A iniciativa ganhou destaque com a missão Artemis II, lançada em 1º de abril de 2026, que realizou um voo tripulado ao redor da Lua e retornou à Terra após cerca de dez dias de viagem. A operação marcou o retorno de humanos à órbita lunar após mais de 50 anos e estabeleceu um novo recorde de distância percorrida por astronautas no espaço profundo.
A Missão Artemis II e seus objetivos
Diferentemente das missões do passado, a Artemis II não realizou pouso, mas teve como principal objetivo testar sistemas da espaçonave Orion em condições reais, etapa considerada essencial para futuras viagens com tripulação. Segundo a NASA, o experimento permitirá validar segurança, desempenho e resistência dos equipamentos antes das próximas fases do programa.
O plano da agência norte-americana é ainda mais ambicioso: levar astronautas novamente à superfície lunar até 2028 e estabelecer uma base permanente, abrindo caminho para missões tripuladas a Marte. A Artemis II funciona como etapa intermediária desse processo, reunindo dados fundamentais para a continuidade das operações.

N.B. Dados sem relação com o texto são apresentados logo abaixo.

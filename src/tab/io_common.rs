use log::warn;
use serde_json::Value as JSValue;
use std::path::Path;

pub fn simplify_file_name(path: &str) -> String {
    Path::new(path)
        .file_name()
        .and_then(|s| s.to_str())
        .unwrap_or(path)
        .to_string()
}

/// Identifiers for the rows of a file that does not provide them: `<file name>-<lineno>`.
pub fn make_default_id_lineno(path: &str) -> impl Fn(usize) -> String {
    let simplified_file_name = simplify_file_name(path);
    move |lineno| format!("{}-{:08}", simplified_file_name, lineno)
}

/// The text of a scalar JSON value. Null, arrays and objects have none.
pub fn scalar_text(js: &JSValue) -> Option<String> {
    match js {
        JSValue::String(s) => Some(s.clone()),
        JSValue::Number(n) => Some(n.to_string()),
        JSValue::Bool(b) => Some(b.to_string()),
        JSValue::Null | JSValue::Array(_) | JSValue::Object(_) => None,
    }
}

/// The declared options of a question row.
///
/// Anything that is not a list means no options. The elements of the list that
/// have no text are dropped.
pub fn normalize_options(js: Option<&JSValue>) -> Vec<String> {
    match js {
        Some(JSValue::Array(elts)) => {
            let options: Vec<String> = elts.iter().filter_map(scalar_text).collect();
            if options.len() != elts.len() {
                warn!(
                    "normalize_options: dropped {} option(s) without text in {}",
                    elts.len() - options.len(),
                    JSValue::Array(elts.clone())
                );
            }
            options
        }
        Some(JSValue::Null) | None => vec![],
        Some(x) => {
            warn!("normalize_options: options are not a list: {}", x);
            vec![]
        }
    }
}
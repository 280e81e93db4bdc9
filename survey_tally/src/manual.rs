/*!

This is the long-form manual for `survey_tally` and `surveytab`.

## Tabulation

A survey is a list of questions. Each question has a text and a list of options. A question
without any option is a free-text question: its answers are stored but never counted.

Every answer refers to one question and to one response (a respondent's submission). The
tabulation counts, for each question, how many answers selected each option:

- the tables come in the order of the questions, and the entries in the order of the options
- every option is present, even with a count of zero
- answers that have no value, or whose value is not exactly one of the options, are not counted
- the order in which the answers are provided does not matter

## Input formats

The following formats are supported by `surveytab`:
* `json` an export of the survey tables
* `csv` one answer per line
* `xlsx` a spreadsheet exported from an online form

### `json`

The export contains the rows of the `questions`, `responses` and `response_answers` tables, and
optionally the `survey` row:

```text
{
  "survey": {"id": "s1", "title": "Team lunch", "public_slug": "team-lunch-1f0a2", "is_active": true},
  "questions": [
    {"id": "q1", "question_text": "Where?", "type": "single_choice", "options": ["Pizza", "Tacos"], "order": 1}
  ],
  "responses": [{"id": "r1", "survey_id": "s1", "user_id": "u2"}],
  "response_answers": [{"response_id": "r1", "question_id": "q1", "answer_value": "Pizza"}]
}
```

Questions are sorted by their `order` field. An `options` field that is not a list is read as
no options. Only the answers of the responses of the survey are counted.

### `csv`

```text
response_id,question_id,answer_value
r1,q1,Pizza
r2,q1,
```

An empty value is a missing answer. The questions must be provided separately, either in the
configuration file or with the `--questions` flag (a JSON list of question rows, as in the
`json` export).

### `xlsx`

The first row contains the texts of the questions. Every other row is a response and every
cell is the selected option:

|           | Where? | When?  |
|-----------|--------|--------|
| response1 | Pizza  | Friday |
| response2 | Tacos  |        |

The questions must be provided separately, as for `csv`. The identifier of a response is read
from the column `responseIdColumnIndex` if it is configured.

## Configuration

```text
{
  "outputSettings": {
    "surveyTitle": "Team lunch",
    "surveySlug": "team-lunch-1f0a2",
    "surveyDate": "2024-05-01",
    "outputDirectory": "output"
  },
  "answerSources": [
    {"provider": "csv", "filePath": "answers.csv"}
  ],
  "questions": [
    {"id": "q1", "question_text": "Where?", "options": ["Pizza", "Tacos"], "order": 1}
  ]
}
```

Paths are relative to the configuration file. Several sources may be provided: their answers
are added together.

## Output

The summary is written in JSON. Each option comes with the color of its bar:

```text
{
  "config": {"survey": "Team lunch", "slug": "team-lunch-1f0a2"},
  "responses": 2,
  "results": [
    {"questionId": "q1", "question": "Where?", "total": 1,
     "data": [{"option": "Pizza", "count": 1, "color": "#22c55e"},
              {"option": "Tacos", "count": 0, "color": "#3b82f6"}]}
  ]
}
```

With `--chart`, the results are also printed as bars in the terminal.

 */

Participação brasileira e o futuro da exploração espacial
No caso brasileiro, a participação ocorre principalmente no campo científico e tecnológico. Projetos nacionais incluem o desenvolvimento de satélites de pequeno porte e pesquisas voltadas à produção de alimentos no espaço, com destaque para iniciativas ligadas à agricultura espacial. “Tem sido muito gratificante poder contribuir”, afirmou a coordenadora do projeto Space Farming, Alessandra Favero, ao destacar o papel do país na cooperação internacional.
Especialistas apontam que a entrada no programa também reforça a importância estratégica do setor espacial para o Brasil, especialmente em áreas como monitoramento ambiental, mudanças climáticas e inovação tecnológica. Ao mesmo tempo, o país ainda enfrenta desafios históricos, como baixo investimento e dependência tecnológica, que limitam maior protagonismo.

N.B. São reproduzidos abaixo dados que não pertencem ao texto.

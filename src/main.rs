mod args;
mod tab;

use clap::Parser;
use log::{info, LevelFilter};
use snafu::ErrorCompat;

use crate::args::Args;
use crate::tab::chart::{render_chart, ChartView};

fn main() {
    let args = Args::parse();

    let mut builder =
        env_logger::Builder::from_env(env_logger::Env::default().default_filter_or("info"));
    if args.verbose {
        builder.filter_level(LevelFilter::Debug);
    }
    builder.init();

    info!("args: {:?}", args);

    let res = tab::run_survey(&args);

    if args.chart {
        let view = match &res {
            Ok(tabulation) => ChartView::new(&tabulation.title, &tabulation.tables),
            Err(e) => ChartView::Error(e.to_string()),
        };
        println!("{}", render_chart(&view));
    }

    if let Err(e) = res {
        eprintln!("An error occured: {}", e);
        if let Some(bt) = ErrorCompat::backtrace(&e) {
            eprintln!("{}", bt);
        }
        std::process::exit(1);
    }
}
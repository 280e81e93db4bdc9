// ********* Input data structures ***********

use std::error::Error;
use std::fmt::Display;

/// A question of a survey.
///
/// A question with no options is a free-text question. It is accepted everywhere
/// but it never produces any count.
#[derive(Eq, PartialEq, Debug, Clone, Hash)]
pub struct Question {
    /// Unique within a survey.
    pub id: String,
    pub text: String,
    /// The selectable labels, in the order in which they should be displayed.
    pub options: Vec<String>,
    /// Position of the question in the survey. Only used for display ordering.
    pub order: u32,
}

impl Question {
    pub fn new(id: &str, text: &str, options: &[&str]) -> Question {
        Question {
            id: id.to_string(),
            text: text.to_string(),
            options: options.iter().map(|s| s.to_string()).collect(),
            order: 0,
        }
    }

    pub fn is_free_text(&self) -> bool {
        self.options.is_empty()
    }
}

/// The value selected by one respondent for one question.
#[derive(Eq, PartialEq, Debug, Clone, Hash)]
pub struct Answer {
    pub question_id: String,
    pub response_id: String,
    /// The selected label. It is expected to match one of the options of the
    /// question verbatim, but this is not enforced.
    pub value: Option<String>,
}

impl Answer {
    pub fn new(question_id: &str, response_id: &str, value: Option<&str>) -> Answer {
        Answer {
            question_id: question_id.to_string(),
            response_id: response_id.to_string(),
            value: value.map(|s| s.to_string()),
        }
    }
}

// ******** Output data structures *********

#[derive(Eq, PartialEq, Debug, Clone)]
pub struct OptionCount {
    pub option: String,
    pub count: u64,
}

/// The tabulation of one question.
///
/// There is exactly one entry per declared option, in the declared order.
#[derive(Eq, PartialEq, Debug, Clone)]
pub struct FrequencyTable {
    pub question_id: String,
    pub question: String,
    pub entries: Vec<OptionCount>,
}

impl FrequencyTable {
    /// The number of answers that matched one of the options.
    pub fn total(&self) -> u64 {
        self.entries.iter().map(|e| e.count).sum()
    }

    /// True for questions that do not declare any option.
    pub fn is_empty(&self) -> bool {
        self.entries.is_empty()
    }

    pub fn count_for(&self, option: &str) -> Option<u64> {
        self.entries
            .iter()
            .find(|e| e.option == option)
            .map(|e| e.count)
    }

    pub fn pairs(&self) -> Vec<(String, u64)> {
        self.entries
            .iter()
            .map(|e| (e.option.clone(), e.count))
            .collect()
    }
}

// ********* Users **********

#[derive(Eq, PartialEq, Debug, Clone, Hash)]
pub enum Role {
    Admin,
    Respondent,
    /// Roles are free-form in the profile store.
    Other(String),
}

impl Role {
    pub fn parse(s: &str) -> Role {
        match s {
            "admin" => Role::Admin,
            "respondent" => Role::Respondent,
            x => Role::Other(x.to_string()),
        }
    }
}

/// The authenticated user, with the profile information attached to it.
#[derive(Eq, PartialEq, Debug, Clone, Hash)]
pub struct AuthUser {
    pub id: String,
    pub email: String,
    pub full_name: Option<String>,
    pub role: Option<Role>,
}

impl AuthUser {
    pub fn is_admin(&self) -> bool {
        self.role == Some(Role::Admin)
    }
}

// ********* Errors **********

/// Errors raised when authoring a survey or submitting a response.
#[derive(Eq, PartialEq, Debug, Clone)]
pub enum SurveyErrors {
    NotAuthenticated,
    NotAdmin,
    NotOwner,
    SurveyInactive,
    EmptyQuestionText,
    TooFewOptions { found: usize },
    DuplicateOption(String),
    NoQuestions,
    UnknownQuestion(String),
    UnansweredQuestion(String),
    InvalidChoice { question_id: String, value: String },
}

impl Error for SurveyErrors {}

impl Display for SurveyErrors {
    fn fmt(&self, f: &mut std::fmt::Formatter<'_>) -> std::fmt::Result {
        match self {
            SurveyErrors::NotAuthenticated => write!(f, "a signed-in user is required"),
            SurveyErrors::NotAdmin => write!(f, "only administrators can create or list surveys"),
            SurveyErrors::NotOwner => write!(f, "only the owner can edit this survey"),
            SurveyErrors::SurveyInactive => write!(f, "the survey is not active"),
            SurveyErrors::EmptyQuestionText => write!(f, "the question text is empty"),
            SurveyErrors::TooFewOptions { found } => write!(
                f,
                "a question needs at least {} options, found {}",
                MIN_OPTIONS, found
            ),
            SurveyErrors::DuplicateOption(o) => write!(f, "option {:?} is repeated", o),
            SurveyErrors::NoQuestions => write!(f, "the survey has no questions"),
            SurveyErrors::UnknownQuestion(q) => write!(f, "unknown question {:?}", q),
            SurveyErrors::UnansweredQuestion(q) => write!(f, "question {:?} has no answer", q),
            SurveyErrors::InvalidChoice { question_id, value } => write!(
                f,
                "{:?} is not an option of question {:?}",
                value, question_id
            ),
        }
    }
}

/// Errors raised by the authentication session.
#[derive(Eq, PartialEq, Debug, Clone)]
pub enum SessionErrors {
    InvalidCredentials,
    EmailNotConfirmed,
    /// The provider accepted the credentials but no user could be loaded afterwards.
    MissingUser,
    /// The session was torn down.
    Disposed,
    Provider(String),
}

impl Error for SessionErrors {}

impl Display for SessionErrors {
    fn fmt(&self, f: &mut std::fmt::Formatter<'_>) -> std::fmt::Result {
        match self {
            SessionErrors::InvalidCredentials => write!(f, "invalid email or password"),
            SessionErrors::EmailNotConfirmed => {
                write!(f, "email not confirmed, check your inbox")
            }
            SessionErrors::MissingUser => write!(f, "no user after signing in"),
            SessionErrors::Disposed => write!(f, "the session has been torn down"),
            SessionErrors::Provider(msg) => write!(f, "authentication error: {}", msg),
        }
    }
}

// ********* Authoring rules **********

/// The minimum number of options of a multiple-choice question.
pub const MIN_OPTIONS: usize = 2;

A adesão ao Artemis ocorre em um momento de retomada global da exploração espacial, marcada pela participação de governos e empresas privadas em uma corrida tecnológica que deve redefinir o uso econômico e científico do espaço nas próximas décadas. Até o momento, não há registros de controvérsias judiciais ou acusações relacionadas à participação brasileira no programa.